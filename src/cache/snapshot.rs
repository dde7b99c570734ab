//! Bincode persistence for the derivative cache.

use std::fs::File;
use std::io::{BufReader, BufWriter};
use std::path::{Path, PathBuf};

use anyhow::{Context, Result};
use chrono::Utc;
use serde::{Deserialize, Serialize};

use crate::cache::MemoryCache;
use crate::config::{PERSISTENCE, snapshot_filename};
use crate::domain::{DerivativeKey, TimeSeries};

/// Serialized cache wrapper written to and read from disk.
#[derive(Serialize, Deserialize, Debug, Clone)]
pub struct CacheSnapshot {
    pub version: f64,
    pub timestamp_ms: i64,
    pub entries: Vec<(DerivativeKey, TimeSeries)>,
}

impl CacheSnapshot {
    pub fn capture(cache: &MemoryCache) -> Self {
        Self {
            version: PERSISTENCE.snapshot_version,
            timestamp_ms: Utc::now().timestamp_millis(),
            entries: cache.export_entries(),
        }
    }

    pub fn restore(self) -> MemoryCache {
        MemoryCache::from_entries(self.entries)
    }

    pub fn load_from_path(path: &Path) -> Result<Self> {
        let file = File::open(path).context(format!("Failed to open snapshot file: {:?}", path))?;
        let mut reader = BufReader::new(file);
        let snapshot = bincode::deserialize_from(&mut reader)
            .context(format!("Failed to deserialize snapshot: {:?}", path))?;
        Ok(snapshot)
    }

    pub fn save_to_path(&self, path: &Path) -> Result<()> {
        if let Some(parent) = path.parent() {
            std::fs::create_dir_all(parent)
                .context(format!("Failed to create directory: {}", parent.display()))?;
        }
        let file =
            File::create(path).context(format!("Failed to create file: {}", path.display()))?;
        let mut writer = BufWriter::new(file);
        bincode::serialize_into(&mut writer, self)
            .context(format!("Failed to serialize snapshot to: {}", path.display()))
    }

    pub fn default_snapshot_path() -> PathBuf {
        PathBuf::from(PERSISTENCE.directory).join(snapshot_filename())
    }
}

#[cfg(test)]
mod tests {
    use super::*;
    use crate::cache::CacheStore;
    use crate::domain::{Direction, Operation};
    use chrono::NaiveDate;

    fn populated_cache() -> (MemoryCache, DerivativeKey, TimeSeries) {
        let cache = MemoryCache::new();
        let dates = (1..=3)
            .map(|d| NaiveDate::from_ymd_opt(2024, 5, d).unwrap())
            .collect();
        let series = TimeSeries::new(dates, "AAPL", vec![1.0, 2.0, 3.0]).unwrap();
        let key = DerivativeKey::for_series(&series, Operation::mean_return(2, Direction::Long, 1.0));
        cache.insert(key.clone(), &series).unwrap();
        (cache, key, series)
    }

    #[test]
    fn test_capture_and_restore() {
        let (cache, key, series) = populated_cache();
        let restored = CacheSnapshot::capture(&cache).restore();
        assert_eq!(restored.select_derivative(&key).unwrap(), series);
    }

    #[test]
    fn test_file_round_trip() {
        let (cache, key, series) = populated_cache();
        let snapshot = CacheSnapshot::capture(&cache);
        let path = std::env::temp_dir()
            .join(format!("series_forge_snapshot_{}", std::process::id()))
            .join(snapshot_filename());

        snapshot.save_to_path(&path).unwrap();
        let loaded = CacheSnapshot::load_from_path(&path).unwrap();
        std::fs::remove_file(&path).ok();

        assert_eq!(loaded.version, PERSISTENCE.snapshot_version);
        assert_eq!(loaded.timestamp_ms, snapshot.timestamp_ms);
        let restored = loaded.restore();
        assert_eq!(restored.select_derivative(&key).unwrap(), series);
    }
}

◆ ◆ ◆ ◆

Exercise requirements —
Note down each line above where the word "BufReader" occurs.

Answer to the exercise —
use std::io::{BufReader, BufWriter};
        let mut reader = BufReader::new(file);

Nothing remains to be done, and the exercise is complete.